Ils continuèrent à s’entretenir dans ce jargon, auquel Brown ne pouvait rien comprendre, l’accompagnant de mouvements de tête et de gestes significatif pour eux, mais sans jamais exprimer distinctement ou dans un langage clair le sujet de leur conversation. À la fin l’un d’eux voyant Meg profondément endormie, ou qui paraissait l’être, dit à un des jeunes gens d’apporter Pierre Lenoir, afin qu’on l’ouvrît. Le brigand sortit et rapporta une valise que Brown reconnut à l’instant pour la sienne. Ses pensées se portèrent immédiatement sur l’infortuné postillon qu’il avait laissé avec la voiture. Les brigands l’avaient-ils assassiné ? Ce doute horrible augmenta encore le trouble de son esprit.
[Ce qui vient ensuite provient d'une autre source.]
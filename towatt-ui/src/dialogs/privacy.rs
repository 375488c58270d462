//! Privacy policy dialog
//!
//! Explains what the local telemetry log records and why.

use cosmic::widget;
use cosmic::Element;

use crate::fl;

/// Messages for the privacy dialog
#[derive(Debug, Clone)]
pub enum PrivacyMessage {
    Close,
}

pub fn view<'a>() -> Element<'a, PrivacyMessage> {
    let body = format!(
        "{}\n\n{}\n{}\n\n{}\n{}",
        fl!("privacy-body"),
        fl!("privacy-collect-title"),
        fl!("privacy-collect-body"),
        fl!("privacy-purpose-title"),
        fl!("privacy-purpose-body"),
    );

    widget::dialog()
        .title(fl!("privacy-title"))
        .body(body)
        .primary_action(
            widget::button::suggested(fl!("privacy-close")).on_press(PrivacyMessage::Close),
        )
        .into()
}
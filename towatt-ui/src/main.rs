//! Towatt - microwave heating-time converter
//!
//! Desktop shell entry point. It handles:
//! - Application-level logging initialization
//! - Localization setup
//! - Configuration loading and launch-target resolution
//! - Application launch

mod analytics;
mod app;
mod config;
mod dialogs;
mod i18n;
mod launch;
mod notifications;
mod widgets;

use tracing_subscriber::{layer::SubscriberExt, util::SubscriberInitExt, EnvFilter};

use config::AppConfig;

fn main() -> cosmic::iced::Result {
    // Set up logging
    tracing_subscriber::registry()
        .with(EnvFilter::from_default_env().add_directive(tracing::Level::INFO.into()))
        .with(tracing_subscriber::fmt::layer())
        .init();

    // Get the system's preferred languages for i18n
    let requested_languages = i18n_embed::DesktopLanguageRequester::requested_languages();
    i18n::init(&requested_languages);

    // A `--target` argument or a remembered wattage opens the session
    // directly in calculation mode; invalid remembered values are
    // scrubbed here so they are not offered again.
    let mut config = AppConfig::load();
    let remembered = config.last_target_power;
    let initial_target = launch::resolve_initial_target(std::env::args().skip(1), &mut config);
    if config.last_target_power != remembered {
        if let Err(e) = config.save() {
            tracing::warn!("failed to persist config: {e:#}");
        }
    }

    tracing::info!("towatt starting");
    tracing::info!("core version: {}", towatt_core::version());

    // Configure application window settings
    let settings = cosmic::app::Settings::default()
        .size_limits(
            cosmic::iced::Limits::NONE
                .min_width(360.0)
                .min_height(560.0),
        )
        .size(cosmic::iced::Size::new(420.0, 720.0));

    // Run the application
    cosmic::app::run::<app::App>(
        settings,
        app::Flags {
            config,
            initial_target,
        },
    )
}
Il était comme un malheureux à l’agonie ; et, redoublant d’attention, tandis que les voleurs vidaient sa valise et examinaient ses habits et son linge, il prêtait l’oreille avec anxiété pour entendre quelque mot qui pût lui apprendre le sort du postillon. Mais les coquins étaient trop contents de leur prise et trop occupés du contenu de la valise pour entrer dans les détails sur la manière dont ils se l’étaient procurée. Elle renfermait divers habillements, une paire de pistolets, un portefeuille en cuir avec quelques papiers, et de l’argent, etc. Dans toute

  1. Chanter ou siffler en cage se dit, observe l’auteur, lorsqu’un voleur qui est pris accuse ses camarades. a. m.